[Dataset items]
=== Begin Enclosure ===

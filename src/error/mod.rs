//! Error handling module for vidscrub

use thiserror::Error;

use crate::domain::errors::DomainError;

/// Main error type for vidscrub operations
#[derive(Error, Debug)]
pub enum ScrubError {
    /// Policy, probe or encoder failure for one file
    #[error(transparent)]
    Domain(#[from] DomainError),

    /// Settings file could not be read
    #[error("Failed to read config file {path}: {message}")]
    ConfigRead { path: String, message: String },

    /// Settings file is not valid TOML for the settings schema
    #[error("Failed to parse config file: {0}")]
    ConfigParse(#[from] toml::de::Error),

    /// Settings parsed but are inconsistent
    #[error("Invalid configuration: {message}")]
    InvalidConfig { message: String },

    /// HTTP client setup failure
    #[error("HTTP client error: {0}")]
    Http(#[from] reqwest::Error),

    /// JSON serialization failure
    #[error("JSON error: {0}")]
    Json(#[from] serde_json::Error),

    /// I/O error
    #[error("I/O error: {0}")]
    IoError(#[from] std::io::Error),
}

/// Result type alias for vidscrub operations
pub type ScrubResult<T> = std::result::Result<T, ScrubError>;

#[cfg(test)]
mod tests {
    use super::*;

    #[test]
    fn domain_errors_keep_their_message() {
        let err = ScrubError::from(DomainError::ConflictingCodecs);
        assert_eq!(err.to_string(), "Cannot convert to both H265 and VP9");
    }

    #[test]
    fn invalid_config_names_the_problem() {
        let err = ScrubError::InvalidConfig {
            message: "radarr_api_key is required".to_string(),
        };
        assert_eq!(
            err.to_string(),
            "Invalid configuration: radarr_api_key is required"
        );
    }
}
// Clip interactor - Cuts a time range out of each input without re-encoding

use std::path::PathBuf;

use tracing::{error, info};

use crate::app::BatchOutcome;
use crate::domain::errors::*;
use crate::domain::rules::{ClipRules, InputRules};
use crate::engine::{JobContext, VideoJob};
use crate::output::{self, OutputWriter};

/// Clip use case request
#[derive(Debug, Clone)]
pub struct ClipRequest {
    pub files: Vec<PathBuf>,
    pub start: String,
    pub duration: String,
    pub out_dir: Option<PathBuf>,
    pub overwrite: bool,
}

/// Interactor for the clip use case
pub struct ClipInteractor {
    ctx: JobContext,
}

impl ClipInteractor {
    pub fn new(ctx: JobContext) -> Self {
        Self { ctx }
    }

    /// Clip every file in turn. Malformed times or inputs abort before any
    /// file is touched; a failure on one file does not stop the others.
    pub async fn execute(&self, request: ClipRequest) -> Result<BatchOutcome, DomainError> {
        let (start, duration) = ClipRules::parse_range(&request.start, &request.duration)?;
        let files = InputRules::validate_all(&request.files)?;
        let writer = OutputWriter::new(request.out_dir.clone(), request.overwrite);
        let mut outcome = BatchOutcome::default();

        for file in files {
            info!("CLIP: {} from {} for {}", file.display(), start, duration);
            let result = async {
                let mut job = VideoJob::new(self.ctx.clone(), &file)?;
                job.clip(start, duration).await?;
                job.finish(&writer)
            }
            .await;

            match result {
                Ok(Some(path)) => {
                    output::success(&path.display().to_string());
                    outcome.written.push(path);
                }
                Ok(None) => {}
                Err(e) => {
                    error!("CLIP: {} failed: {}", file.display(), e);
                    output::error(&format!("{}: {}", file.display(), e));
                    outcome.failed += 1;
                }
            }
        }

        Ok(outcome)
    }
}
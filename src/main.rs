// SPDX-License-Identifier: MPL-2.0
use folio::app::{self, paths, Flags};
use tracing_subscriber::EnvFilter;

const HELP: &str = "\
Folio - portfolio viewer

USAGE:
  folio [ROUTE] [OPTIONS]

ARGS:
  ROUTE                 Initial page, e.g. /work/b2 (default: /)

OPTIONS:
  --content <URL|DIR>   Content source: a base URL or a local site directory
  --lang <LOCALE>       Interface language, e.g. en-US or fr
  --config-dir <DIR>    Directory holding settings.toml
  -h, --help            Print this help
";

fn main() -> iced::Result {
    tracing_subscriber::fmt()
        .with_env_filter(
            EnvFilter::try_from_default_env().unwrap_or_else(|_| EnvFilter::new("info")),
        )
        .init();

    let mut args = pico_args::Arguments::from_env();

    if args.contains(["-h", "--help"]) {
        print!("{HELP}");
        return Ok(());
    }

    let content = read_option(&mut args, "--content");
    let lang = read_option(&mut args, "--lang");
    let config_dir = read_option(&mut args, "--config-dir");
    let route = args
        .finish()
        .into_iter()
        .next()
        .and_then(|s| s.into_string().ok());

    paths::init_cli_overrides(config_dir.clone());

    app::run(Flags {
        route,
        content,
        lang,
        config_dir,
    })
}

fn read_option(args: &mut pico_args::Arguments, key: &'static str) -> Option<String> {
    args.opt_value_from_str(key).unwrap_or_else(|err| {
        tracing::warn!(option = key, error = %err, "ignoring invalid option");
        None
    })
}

=== End Enclosure ===
=== Begin Enclosure ===

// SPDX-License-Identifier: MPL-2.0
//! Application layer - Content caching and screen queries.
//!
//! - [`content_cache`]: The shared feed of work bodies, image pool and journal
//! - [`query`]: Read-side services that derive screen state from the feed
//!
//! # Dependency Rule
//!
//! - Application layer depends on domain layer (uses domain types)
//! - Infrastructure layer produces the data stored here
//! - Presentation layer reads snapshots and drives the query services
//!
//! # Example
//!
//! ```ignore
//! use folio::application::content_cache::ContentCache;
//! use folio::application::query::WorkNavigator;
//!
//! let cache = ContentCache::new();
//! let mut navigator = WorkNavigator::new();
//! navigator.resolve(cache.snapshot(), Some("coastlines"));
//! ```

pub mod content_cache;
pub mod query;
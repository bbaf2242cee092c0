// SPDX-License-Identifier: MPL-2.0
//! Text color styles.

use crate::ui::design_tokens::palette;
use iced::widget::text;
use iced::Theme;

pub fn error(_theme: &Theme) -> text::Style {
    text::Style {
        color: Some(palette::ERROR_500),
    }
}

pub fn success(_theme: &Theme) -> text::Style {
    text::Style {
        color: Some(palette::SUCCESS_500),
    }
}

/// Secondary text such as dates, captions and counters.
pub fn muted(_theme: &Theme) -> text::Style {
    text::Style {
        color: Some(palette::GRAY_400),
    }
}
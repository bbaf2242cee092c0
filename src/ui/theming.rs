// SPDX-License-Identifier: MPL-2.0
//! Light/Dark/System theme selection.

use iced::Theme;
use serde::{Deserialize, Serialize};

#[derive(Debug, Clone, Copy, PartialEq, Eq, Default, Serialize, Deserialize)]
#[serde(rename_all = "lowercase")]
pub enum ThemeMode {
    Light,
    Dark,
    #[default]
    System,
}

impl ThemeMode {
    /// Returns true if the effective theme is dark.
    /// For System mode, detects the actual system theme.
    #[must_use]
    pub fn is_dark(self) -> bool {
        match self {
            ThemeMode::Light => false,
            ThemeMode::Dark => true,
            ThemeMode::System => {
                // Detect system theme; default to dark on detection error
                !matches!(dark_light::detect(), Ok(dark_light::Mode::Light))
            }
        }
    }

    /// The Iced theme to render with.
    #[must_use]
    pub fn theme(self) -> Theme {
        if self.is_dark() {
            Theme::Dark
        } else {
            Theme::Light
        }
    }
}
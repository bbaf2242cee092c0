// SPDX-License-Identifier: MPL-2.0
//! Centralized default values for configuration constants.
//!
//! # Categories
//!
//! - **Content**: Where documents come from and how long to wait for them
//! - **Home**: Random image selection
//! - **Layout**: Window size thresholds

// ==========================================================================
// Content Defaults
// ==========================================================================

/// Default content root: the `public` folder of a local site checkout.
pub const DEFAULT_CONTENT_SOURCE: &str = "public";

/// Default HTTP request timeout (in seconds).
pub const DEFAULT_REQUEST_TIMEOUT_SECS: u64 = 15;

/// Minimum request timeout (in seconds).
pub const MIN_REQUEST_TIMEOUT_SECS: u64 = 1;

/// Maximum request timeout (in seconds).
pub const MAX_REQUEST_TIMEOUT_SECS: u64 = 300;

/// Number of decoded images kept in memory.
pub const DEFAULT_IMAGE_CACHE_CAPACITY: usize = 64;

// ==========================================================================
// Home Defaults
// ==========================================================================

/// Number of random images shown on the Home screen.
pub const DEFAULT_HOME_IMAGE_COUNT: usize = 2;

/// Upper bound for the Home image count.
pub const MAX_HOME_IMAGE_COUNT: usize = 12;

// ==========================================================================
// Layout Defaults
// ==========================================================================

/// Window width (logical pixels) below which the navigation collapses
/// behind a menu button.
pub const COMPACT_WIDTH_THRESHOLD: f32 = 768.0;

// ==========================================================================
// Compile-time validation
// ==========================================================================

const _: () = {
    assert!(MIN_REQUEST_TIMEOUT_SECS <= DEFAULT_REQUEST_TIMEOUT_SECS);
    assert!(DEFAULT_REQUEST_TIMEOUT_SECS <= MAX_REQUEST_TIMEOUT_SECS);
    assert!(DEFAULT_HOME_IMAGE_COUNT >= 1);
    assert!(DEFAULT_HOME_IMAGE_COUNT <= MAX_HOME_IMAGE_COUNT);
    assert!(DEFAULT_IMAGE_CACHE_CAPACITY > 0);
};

=== End Enclosure ===

Exercise requirements
Above this instruction are the records; retype exactly the lines from the one containing "filename src/error/mod.rs" up to and including the one containing "#[error(transparent)]".

Answer below
filename src/error/mod.rs
//! Error handling module for vidscrub

use thiserror::Error;

use crate::domain::errors::DomainError;

/// Main error type for vidscrub operations
#[derive(Error, Debug)]
pub enum ScrubError {
    /// Policy, probe or encoder failure for one file
    #[error(transparent)]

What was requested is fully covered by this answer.